**Exercise instructions**: Take the lines from the beginning of the data below through the line holding "pub enum IdleDecision" and return exactly those.

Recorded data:
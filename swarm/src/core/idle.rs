//! Idle-shutdown policy and backoff schedule for empty queues.

use std::time::Duration;

/// What a worker should do after inspecting the ready queue.
#[derive(Debug, Clone, Copy, PartialEq, Eq)]
pub enum IdleDecision {
    /// Work was found; proceed without waiting.
    Continue,
    /// Queue was empty; wait `delay` and query again.
    BackoffThenRetry { delay: Duration },
    /// Queue stayed empty for `idle_limit` consecutive checks; exit voluntarily.
    Shutdown,
}

/// Counter-based idle shutdown policy.
///
/// Pure: the decision depends only on the streak and the configured limits.
#[derive(Debug, Clone, PartialEq, Eq)]
pub struct IdleShutdownPolicy {
    pub idle_limit: u32,
    pub auto_shutdown: bool,
    pub backoff: Backoff,
}

impl IdleShutdownPolicy {
    pub fn decide(&self, idle_streak: u32) -> IdleDecision {
        if idle_streak == 0 {
            return IdleDecision::Continue;
        }
        if self.auto_shutdown && idle_streak >= self.idle_limit {
            return IdleDecision::Shutdown;
        }
        IdleDecision::BackoffThenRetry {
            delay: self.backoff.delay(idle_streak),
        }
    }
}

/// Capped exponential backoff: `base * 2^(attempt-1)`, never above `max`.
#[derive(Debug, Clone, Copy, PartialEq, Eq)]
pub struct Backoff {
    pub base: Duration,
    pub max: Duration,
}

impl Backoff {
    pub fn new(base: Duration, max: Duration) -> Self {
        Self {
            base,
            max: max.max(base),
        }
    }

    /// Delay before retry number `attempt` (1-based).
    pub fn delay(&self, attempt: u32) -> Duration {
        let shift = attempt.saturating_sub(1).min(16);
        let factor = 1u32 << shift;
        self.base
            .checked_mul(factor)
            .map_or(self.max, |d| d.min(self.max))
    }
}

#[cfg(test)]
mod tests {
    use super::*;

    fn policy(idle_limit: u32, auto_shutdown: bool) -> IdleShutdownPolicy {
        IdleShutdownPolicy {
            idle_limit,
            auto_shutdown,
            backoff: Backoff::new(Duration::from_secs(5), Duration::from_secs(60)),
        }
    }

    #[test]
    fn shuts_down_on_the_kth_empty_check_not_before() {
        let p = policy(3, true);
        assert!(matches!(p.decide(1), IdleDecision::BackoffThenRetry { .. }));
        assert!(matches!(p.decide(2), IdleDecision::BackoffThenRetry { .. }));
        assert_eq!(p.decide(3), IdleDecision::Shutdown);
        assert_eq!(p.decide(4), IdleDecision::Shutdown);
    }

    #[test]
    fn never_shuts_down_when_disabled() {
        let p = policy(1, false);
        for streak in [1, 2, 10, 1_000, u32::MAX] {
            assert!(matches!(
                p.decide(streak),
                IdleDecision::BackoffThenRetry { .. }
            ));
        }
    }

    #[test]
    fn zero_streak_continues() {
        assert_eq!(policy(1, true).decide(0), IdleDecision::Continue);
    }

    #[test]
    fn backoff_doubles_and_caps() {
        let b = Backoff::new(Duration::from_secs(5), Duration::from_secs(60));
        assert_eq!(b.delay(1), Duration::from_secs(5));
        assert_eq!(b.delay(2), Duration::from_secs(10));
        assert_eq!(b.delay(3), Duration::from_secs(20));
        assert_eq!(b.delay(4), Duration::from_secs(40));
        assert_eq!(b.delay(5), Duration::from_secs(60));
        assert_eq!(b.delay(500), Duration::from_secs(60));
    }

    #[test]
    fn backoff_max_never_below_base() {
        let b = Backoff::new(Duration::from_secs(10), Duration::from_secs(1));
        assert_eq!(b.delay(1), Duration::from_secs(10));
    }
}
//! Orchestrator-side verification after the agent reports `done`.

use std::fs;
use std::path::{Path, PathBuf};
use std::process::Command;
use std::time::Duration;

use anyhow::{Context, Result};
use tracing::{debug, warn};

use crate::core::types::VerifyOutcome;
use crate::io::process::{RunOptions, run_command};

#[derive(Debug, Clone)]
pub struct VerifyRequest {
    pub workdir: PathBuf,
    pub log_path: PathBuf,
    pub timeout: Duration,
    pub output_limit_bytes: usize,
}

pub trait Verifier {
    fn verify(&self, request: &VerifyRequest) -> Result<VerifyOutcome>;
}

impl<T: Verifier + ?Sized> Verifier for &T {
    fn verify(&self, request: &VerifyRequest) -> Result<VerifyOutcome> {
        (**self).verify(request)
    }
}

/// Runs a configured command (e.g. `["cargo","test"]`); empty means skip.
#[derive(Debug, Clone, Default)]
pub struct CommandVerifier {
    pub command: Vec<String>,
}

impl CommandVerifier {
    pub fn new(command: Vec<String>) -> Self {
        Self { command }
    }
}

impl Verifier for CommandVerifier {
    fn verify(&self, request: &VerifyRequest) -> Result<VerifyOutcome> {
        let Some((program, args)) = self.command.split_first() else {
            return Ok(VerifyOutcome::Skipped);
        };
        let mut cmd = Command::new(program);
        cmd.args(args).current_dir(&request.workdir);

        let output = match run_command(
            cmd,
            RunOptions::new(request.timeout, request.output_limit_bytes),
        ) {
            Ok(output) => output,
            Err(err) => {
                warn!(err = %err, program = %program, "verify command could not run");
                write_verify_log(&request.log_path, &format!("{err:#}\n"))?;
                return Ok(VerifyOutcome::Unavailable(format!("{err:#}")));
            }
        };
        write_verify_log(&request.log_path, &output.render_log("verify"))?;

        if output.success() {
            debug!("verify passed");
            Ok(VerifyOutcome::Pass)
        } else {
            warn!(exit_code = ?output.status.code(), timed_out = output.timed_out, "verify failed");
            Ok(VerifyOutcome::Fail)
        }
    }
}

fn write_verify_log(path: &Path, body: &str) -> Result<()> {
    if let Some(parent) = path.parent() {
        fs::create_dir_all(parent)
            .with_context(|| format!("create verify log dir {}", parent.display()))?;
    }
    fs::write(path, body).with_context(|| format!("write verify log {}", path.display()))
}

/// Tail of the verify log, used as failure context for the next dispatch.
pub fn read_failure_tail(path: &Path, max_bytes: usize) -> Option<String> {
    let contents = fs::read_to_string(path).ok()?;
    if contents.len() <= max_bytes {
        return Some(contents);
    }
    let mut start = contents.len() - max_bytes;
    while !contents.is_char_boundary(start) {
        start += 1;
    }
    Some(format!("[...]\n{}", &contents[start..]))
}
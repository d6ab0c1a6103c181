pub mod builder;
pub mod config;
pub mod document;
pub mod error;
pub mod filter;
pub mod frontmatter;
pub mod markdown;
pub mod related;
pub mod scanner;
pub mod sequence;
pub mod site;
pub mod slug;
pub mod tags;

// Re-export main types
pub use builder::SiteBuilder;
pub use document::{Document, Identity};
pub use error::{CollisionError, DateParseError, ParseError, ParseErrorKind, PipelineError};
pub use filter::Mode;
pub use scanner::{ContentScanner, load_document};
pub use site::{Manifest, Site};
pub use slug::slugify;
pub use tags::TagIndex;
use anyhow::Result;
use clap::{ArgMatches, Command};

use crate::cmd::build::{add_source_args, build_site};
use crate::config::FolioConfig;

pub fn make_subcommand() -> Command {
    add_source_args(Command::new("tags")).about("List every tag with its post count and URL")
}

pub fn execute(args: &ArgMatches) -> Result<()> {
    let config = FolioConfig::load(args)?;
    let site = build_site(&config)?;

    if site.tags().is_empty() {
        println!("No tags");
        return Ok(());
    }

    let width = site.tags().iter().map(|(tag, _)| tag.len()).max().unwrap_or(0);
    for (tag, entry) in site.tags().iter() {
        println!("{tag:<width$}  {:>3}  {}", entry.documents.len(), entry.url);
    }

    Ok(())
}
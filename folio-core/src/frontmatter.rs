//! Splitting a source file into its front-matter block and body, and
//! decoding the block into a neutral key/value table.

use std::collections::BTreeMap;

use serde_json::Value;

use crate::error::ParseErrorKind;

pub type Table = BTreeMap<String, Value>;

#[derive(Debug, Clone, Copy, PartialEq, Eq)]
pub enum Format {
    /// `---` delimited YAML
    Yaml,
    /// `+++` delimited TOML
    Toml,
}

impl Format {
    pub fn delimiter(self) -> &'static str {
        match self {
            Format::Yaml => "---",
            Format::Toml => "+++",
        }
    }

    fn from_line(line: &str) -> Option<Self> {
        match line.trim_end() {
            "---" => Some(Format::Yaml),
            "+++" => Some(Format::Toml),
            _ => None,
        }
    }
}

/// A source file cut at its front-matter delimiters.
#[derive(Debug, Clone, Copy, PartialEq, Eq)]
pub struct Split<'a> {
    pub format: Format,
    pub block: &'a str,
    pub body: &'a str,
}

/// Cut `source` into front matter and body.
///
/// The first line must be a delimiter. The block runs until the next line
/// that is exactly the same delimiter; the body is everything after that
/// line, untouched.
pub fn split(source: &str) -> Result<Split<'_>, ParseErrorKind> {
    let source = source.strip_prefix('\u{feff}').unwrap_or(source);

    let mut lines = source.split_inclusive('\n');
    let opening = lines.next().ok_or(ParseErrorKind::MissingFrontMatter)?;
    let format = Format::from_line(opening).ok_or(ParseErrorKind::MissingFrontMatter)?;

    let block_start = opening.len();
    let mut offset = block_start;
    for line in lines {
        if line.trim_end() == format.delimiter() {
            return Ok(Split {
                format,
                block: &source[block_start..offset],
                body: &source[offset + line.len()..],
            });
        }
        offset += line.len();
    }

    Err(ParseErrorKind::UnterminatedFrontMatter(format.delimiter()))
}

/// Decode a front-matter block into a table. An empty block is an empty table.
pub fn decode(format: Format, block: &str) -> Result<Table, ParseErrorKind> {
    if block.trim().is_empty() {
        return Ok(Table::new());
    }

    match format {
        Format::Yaml => match serde_yaml::from_str::<Value>(block)? {
            Value::Object(map) => Ok(map.into_iter().collect()),
            Value::Null => Ok(Table::new()),
            _ => Err(ParseErrorKind::NotATable),
        },
        Format::Toml => {
            let table: toml::Table = toml::from_str(block)?;
            Ok(table
                .into_iter()
                .map(|(key, value)| (key, toml_to_json(value)))
                .collect())
        }
    }
}

/// Encode a table as a YAML front-matter block, delimiters included.
pub fn encode_yaml<T: serde::Serialize>(front_matter: &T) -> Result<String, serde_yaml::Error> {
    let yaml = serde_yaml::to_string(front_matter)?;
    Ok(format!("---\n{yaml}---\n"))
}

fn toml_to_json(value: toml::Value) -> Value {
    match value {
        toml::Value::String(s) => Value::String(s),
        toml::Value::Integer(i) => Value::from(i),
        toml::Value::Float(f) => serde_json::Number::from_f64(f)
            .map(Value::Number)
            .unwrap_or(Value::Null),
        toml::Value::Boolean(b) => Value::Bool(b),
        // Dates travel as their TOML text, which is ISO-8601.
        toml::Value::Datetime(dt) => Value::String(dt.to_string()),
        toml::Value::Array(items) => Value::Array(items.into_iter().map(toml_to_json).collect()),
        toml::Value::Table(table) => Value::Object(
            table
                .into_iter()
                .map(|(key, value)| (key, toml_to_json(value)))
                .collect(),
        ),
    }
}
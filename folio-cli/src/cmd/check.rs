use anyhow::Result;
use clap::{ArgMatches, Command};

use crate::cmd::build::{add_source_args, build_site};
use crate::config::FolioConfig;

pub fn make_subcommand() -> Command {
    add_source_args(Command::new("check")).about("Validate the content without writing anything")
}

pub fn execute(args: &ArgMatches) -> Result<()> {
    let config = FolioConfig::load(args)?;
    let site = build_site(&config)?;

    let listed = site.documents().count();
    println!("mode:      {}", site.mode());
    println!("documents: {} listed, {} hidden", listed, site.loaded() - listed);
    println!("tags:      {}", site.tags().len());
    println!("series:    {}", site.series().len());
    println!("OK");

    Ok(())
}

**Response below**:
filename swarm/src/core/idle.rs
//! Idle-shutdown policy and backoff schedule for empty queues.

use std::time::Duration;

/// What a worker should do after inspecting the ready queue.
#[derive(Debug, Clone, Copy, PartialEq, Eq)]
pub enum IdleDecision {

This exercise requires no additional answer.